Cafards, punaises de lit et plafond décollé
A cette occasion, Libération racontait le quotidien de ses locataires, comme Foulematou Diaoune, restée quatre ans avec ses deux filles dans un des appartements subdivisés de «Monsieur Foussier». Elle énumérait tous les pans d’un logement de misère : la salle de bains commune et ses fils électriques dénudés, le plafond décollé, les cafards, les plaques rouges laissés sur le corps par les punaises de lit, les plats à emporter, trop lasse de la queue devant la gazinière.

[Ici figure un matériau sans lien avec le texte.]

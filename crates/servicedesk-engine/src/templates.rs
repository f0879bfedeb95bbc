//! Canned replies per category.
//!
//! Templates are static data keyed by category. Placeholders are written
//! `{key}` where `key` is an [`ExtraField`](servicedesk_core::ExtraField) key;
//! unset fields render as empty strings. Rendering is a single pass, so a
//! value that itself looks like a placeholder is inserted literally.

use std::sync::LazyLock;

use regex::{Captures, Regex};
use servicedesk_core::{Category, ExtraFields};

// ── Template table ──

const REQUEST_FOR_SERVICE: &str = "السلام عليكم ورحمة الله وبركاته\n\n\
السيد\n\
تحية طيبة وبعد,\n\n\
يرجى التكرم ومتابعة الطلب رقم: {requestNumber}.\n\n\
ولكم جزيل الشكر";

const COMPLAINT: &str = "السلام عليكم ورحمة الله وبركاته\n\n\
السيد\n\
تحية طيبة وبعد,\n\n\
يرجى العلم بأننا تلقينا شكوى بخصوص\n\n\
ولك جزيل الشكر";

const INCIDENT: &str = "السلام عليكم ورحمة الله وبركاته\n\n\
المهندسين الكرام\n\
تحية طيبة وبعد,\n\n\
يرجى التكرم والإطلاع على الصور المرفقة وعمل اللازم حيث وردنا بلاغ\n\n\
الإحداثيات: {coords}\n\
اسم المتعامل: {name}\n\
رقم التواصل: {contact}\n\n\
ولكم جزيل الشكر";

/// Shared acknowledgement for every category without its own template.
pub const GENERIC_ACKNOWLEDGEMENT: &str =
    "نشكركم على تواصلكم، تم تسجيل طلبكم وسيتم التعامل معه من قبل الفريق المختص.";

const TEMPLATES: &[(Category, &str)] = &[
    (Category::RequestForService, REQUEST_FOR_SERVICE),
    (Category::Complaint, COMPLAINT),
    (Category::Incident, INCIDENT),
];

static RE_PLACEHOLDER: LazyLock<Regex> =
    LazyLock::new(|| Regex::new(r"\{([A-Za-z]+)\}").expect("placeholder pattern is valid"));

// ── Public API ──

/// Raw template for a category, falling back to the generic acknowledgement.
pub fn template_for(category: &Category) -> &'static str {
    TEMPLATES
        .iter()
        .find(|(c, _)| c == category)
        .map(|(_, body)| *body)
        .unwrap_or(GENERIC_ACKNOWLEDGEMENT)
}

/// Placeholder keys referenced by a category's template, in order of appearance.
pub fn placeholders(category: &Category) -> Vec<&'static str> {
    RE_PLACEHOLDER
        .captures_iter(template_for(category))
        .filter_map(|caps| caps.get(1).map(|m| m.as_str()))
        .collect()
}

/// Render the reply for `category` with the given field values.
///
/// Pure: identical inputs always produce identical output.
pub fn render(category: &Category, fields: &ExtraFields) -> String {
    RE_PLACEHOLDER
        .replace_all(template_for(category), |caps: &Captures| {
            fields.get(&caps[1]).to_string()
        })
        .into_owned()
}
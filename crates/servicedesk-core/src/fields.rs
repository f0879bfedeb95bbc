//! Operator-supplied values used when composing a reply.

use std::collections::BTreeMap;
use std::fmt;

use serde::{Deserialize, Serialize};

/// Named field an operator can fill in while composing a reply.
#[derive(Debug, Clone, Copy, PartialEq, Eq, Hash, PartialOrd, Ord)]
pub enum ExtraField {
    Coords,
    Name,
    Contact,
    RequestNumber,
}

impl ExtraField {
    /// Placeholder key used in reply templates.
    pub fn key(&self) -> &'static str {
        match self {
            Self::Coords => "coords",
            Self::Name => "name",
            Self::Contact => "contact",
            Self::RequestNumber => "requestNumber",
        }
    }

    /// Arabic prompt shown next to the input.
    pub fn label_ar(&self) -> &'static str {
        match self {
            Self::Coords => "الإحداثيات",
            Self::Name => "اسم المتعامل",
            Self::Contact => "رقم التواصل",
            Self::RequestNumber => "رقم الطلب",
        }
    }
}

impl fmt::Display for ExtraField {
    fn fmt(&self, f: &mut fmt::Formatter<'_>) -> fmt::Result {
        f.write_str(self.key())
    }
}

/// Field values for one record, keyed by placeholder name.
///
/// Never required to be complete: lookups of unset fields yield `""`.
#[derive(Debug, Clone, Default, PartialEq, Eq, Serialize, Deserialize)]
#[serde(transparent)]
pub struct ExtraFields(BTreeMap<String, String>);

impl ExtraFields {
    pub fn new() -> Self {
        Self::default()
    }

    /// Builder-style setter.
    pub fn with(mut self, field: ExtraField, value: impl Into<String>) -> Self {
        self.set(field, value);
        self
    }

    pub fn set(&mut self, field: ExtraField, value: impl Into<String>) {
        self.0.insert(field.key().to_string(), value.into());
    }

    /// Value for a placeholder key, or `""` when unset.
    pub fn get(&self, key: &str) -> &str {
        self.0.get(key).map(String::as_str).unwrap_or("")
    }

    pub fn is_empty(&self) -> bool {
        self.0.is_empty()
    }
}

impl FromIterator<(ExtraField, String)> for ExtraFields {
    fn from_iter<I: IntoIterator<Item = (ExtraField, String)>>(iter: I) -> Self {
        let mut fields = Self::new();
        for (field, value) in iter {
            fields.set(field, value);
        }
        fields
    }
}
//! Ingest configuration: source column names and the sentinel status.

use std::path::Path;

use serde::{Deserialize, Serialize};
use thiserror::Error;
use tracing::debug;

/// Upstream status meaning "the Case Type column is already authoritative".
pub const DEFAULT_SENTINEL_STATUS: &str = "Classified";

#[derive(Debug, Error)]
pub enum ConfigError {
    #[error("failed to read config file: {0}")]
    Io(#[from] std::io::Error),
    #[error("invalid config JSON: {0}")]
    Json(#[from] serde_json::Error),
}

/// How rows are read from a tabular source and when to trust upstream labels.
///
/// Missing keys in a config file fall back to the defaults.
#[derive(Debug, Clone, PartialEq, Eq, Serialize, Deserialize)]
#[serde(default)]
pub struct IngestConfig {
    pub sentinel_status: String,
    pub description_column: String,
    pub resolution_column: String,
    pub status_column: String,
    pub case_type_column: String,
}

impl Default for IngestConfig {
    fn default() -> Self {
        Self {
            sentinel_status: DEFAULT_SENTINEL_STATUS.to_string(),
            description_column: "Description".to_string(),
            resolution_column: "Resolution Response".to_string(),
            status_column: "Status".to_string(),
            case_type_column: "Case Type".to_string(),
        }
    }
}

impl IngestConfig {
    pub fn from_json_str(json: &str) -> Result<Self, ConfigError> {
        Ok(serde_json::from_str(json)?)
    }

    pub fn from_json_file(path: &Path) -> Result<Self, ConfigError> {
        let text = std::fs::read_to_string(path)?;
        let config = Self::from_json_str(&text)?;
        debug!(path = %path.display(), sentinel = %config.sentinel_status, "loaded ingest config");
        Ok(config)
    }

    pub fn with_sentinel(mut self, sentinel: impl Into<String>) -> Self {
        self.sentinel_status = sentinel.into();
        self
    }
}
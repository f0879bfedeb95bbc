//! Triage engine: keyword classifier, identifier extractor, reply templates,
//! and the session that holds classified records.

pub mod classifier;
pub mod extractor;
pub mod pipeline;
pub mod session;
pub mod templates;

pub use classifier::{RULES, Rule, classify, matched_rule};
pub use extractor::{Identifiers, extract_identifiers, first_identifier};
pub use pipeline::{ingest, ingest_all};
pub use session::{ReplyPreview, Session, SessionError, SessionSummary, SourceFile};
pub use templates::{GENERIC_ACKNOWLEDGEMENT, placeholders, render, template_for};
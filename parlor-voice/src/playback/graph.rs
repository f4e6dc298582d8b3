//! Output graph: per-channel gain/pan strips feeding a master bus
//!
//! Each channel owns one strip (base volume + stereo pan). An item's effective
//! gain is `item volume × channel volume × master volume`; panning is
//! constant-power, normalised so a centred strip passes audio at unity.

use crate::audio::DecodedAudio;
use crate::config::{clamp_pan, clamp_unit, ChannelMix, VoiceConfig};
use parlor_common::Channel;
use serde::Serialize;
use std::collections::BTreeMap;
use std::f32::consts::{FRAC_PI_4, SQRT_2};
use std::sync::Arc;
use std::time::Duration;

/// Gains computed for one item on one channel
#[derive(Debug, Clone, Copy, PartialEq)]
pub struct StripGains {
    /// Combined item × channel × master gain
    pub gain: f32,
    pub left: f32,
    pub right: f32,
}

/// Item rendered through its channel strip, ready for the output
#[derive(Debug, Clone)]
pub struct RenderedVoice {
    pub channel: Channel,
    /// Interleaved stereo samples after gain and pan
    pub samples: Arc<[f32]>,
    pub sample_rate: u32,
    pub duration: Duration,
    /// Largest absolute sample value
    pub peak: f32,
}

/// Strip settings as reported in statistics
#[derive(Debug, Clone, Copy, PartialEq, Serialize)]
pub struct StripSettings {
    pub volume: f32,
    pub pan: f32,
}

pub struct OutputGraph {
    master_volume: f32,
    strips: BTreeMap<Channel, ChannelMix>,
}

impl OutputGraph {
    /// Build one strip per channel from the configured mix
    pub fn new(config: &VoiceConfig) -> Self {
        let strips = Channel::all(config.participant_channels)
            .into_iter()
            .map(|channel| (channel, config.mix_for(channel).clamped()))
            .collect();

        Self {
            master_volume: clamp_unit(config.master_volume),
            strips,
        }
    }

    pub fn master_volume(&self) -> f32 {
        self.master_volume
    }

    /// Set the master volume; returns the clamped value
    pub fn set_master_volume(&mut self, volume: f32) -> f32 {
        self.master_volume = clamp_unit(volume);
        self.master_volume
    }

    /// Set a channel's base volume; None for channels outside the graph
    pub fn set_channel_volume(&mut self, channel: Channel, volume: f32) -> Option<f32> {
        let strip = self.strips.get_mut(&channel)?;
        strip.volume = clamp_unit(volume);
        Some(strip.volume)
    }

    /// Set a channel's pan; None for channels outside the graph
    pub fn set_channel_pan(&mut self, channel: Channel, pan: f32) -> Option<f32> {
        let strip = self.strips.get_mut(&channel)?;
        strip.pan = clamp_pan(pan);
        Some(strip.pan)
    }

    pub fn strip(&self, channel: Channel) -> Option<StripSettings> {
        self.strips.get(&channel).map(|mix| StripSettings {
            volume: mix.volume,
            pan: mix.pan,
        })
    }

    /// Gains for an item of `item_volume` on `channel`
    pub fn gains(&self, channel: Channel, item_volume: f32) -> StripGains {
        let mix = self
            .strips
            .get(&channel)
            .copied()
            .unwrap_or(ChannelMix { volume: 1.0, pan: 0.0 });

        let gain = clamp_unit(clamp_unit(item_volume) * mix.volume * self.master_volume);
        let angle = (mix.pan + 1.0) * FRAC_PI_4;

        StripGains {
            gain,
            left: gain * (SQRT_2 * angle.cos()).min(1.0),
            right: gain * (SQRT_2 * angle.sin()).min(1.0),
        }
    }
}

/// Apply strip gains to decoded audio
pub fn render_voice(channel: Channel, audio: &DecodedAudio, gains: StripGains) -> RenderedVoice {
    let mut peak = 0.0f32;
    let samples: Vec<f32> = audio
        .samples
        .chunks_exact(2)
        .flat_map(|frame| {
            let left = frame[0] * gains.left;
            let right = frame[1] * gains.right;
            peak = peak.max(left.abs()).max(right.abs());
            [left, right]
        })
        .collect();

    RenderedVoice {
        channel,
        samples: Arc::from(samples),
        sample_rate: audio.sample_rate,
        duration: audio.duration(),
        peak,
    }
}
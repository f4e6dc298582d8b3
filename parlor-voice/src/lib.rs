//! # Parlor voice service (parlor-voice)
//!
//! Channel-scheduled speech for a card table: one exclusive system channel
//! plus a pool of shared participant channels, fed by remote synthesis
//! backends with bounded-latency fallback and caching.
//!
//! **Components:**
//! - [`scheduler`]: channel allocation policy (no I/O)
//! - [`playback`]: per-channel playback slots, queues and output graph
//! - [`synthesis`]: backend fallback pipeline and result cache
//! - [`context`]: the explicit service handle callers hold

pub mod api;
pub mod audio;
pub mod config;
pub mod context;
pub mod error;
pub mod playback;
pub mod scheduler;
pub mod state;
pub mod synthesis;

pub use config::VoiceConfig;
pub use context::{SpeakOptions, SpeakOutcome, VoiceContext, VoiceParams};
pub use error::{Error, Result};
pub use state::SharedState;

Et le bailleur, banane à la taille, à la porte le mercredi et le samedi pour récolter en liquide le loyer.
Dans cette affaire qui laboure en profondeur la législation relative à la colocation, la juridiction suprême a cassé l’arrêt de la cour d’appel en considérant que Dominique Foussier ne pouvait pas être poursuivi pour location de logement issu d’une indivision illégale, estimant que les juges étaient tenus d’appliquer une nouvelle loi «plus douce» intervenue entre-temps, la loi Elan, votée en octobre 2018, qui rabaisse de 14m2 à 9m2 la surface habitable de chaque colocataire dans le cas de baux multiples.
Double peine : la Cour de cassation juge l’indemnisation accordée à la commune insuffisamment motivée, reprochant à la cour d’appel de ne pas avoir «mieux caractérisé en quoi les faits dont [Dominique] Foussier a été reconnu coupable avaient engendré pour la commune un surcoût de fonctionnement, par rapport à la charge normale de la mission de lutte contre l’habitat indigne qui lui incombe».
Si la procédure reposait sur quatre appartements, le bailleur en possède plus d’une quarantaine à Grigny 2, sur lesquels la mairie et ses inspecteurs salubrité n’ont pas réussi à intervenir. Dominique Foussier, 64 ans, ancien ingénieur classé défense chez Thalès, marié à une endocrinologue qui possède son cabinet dans une ville voisine, peut donc sereinement continuer à percevoir les centaines de milliers d’euros de cash que son juteux business lui rapporte tous les ans. Avant un énième pugilat avec la mairie devant la cour d’appel.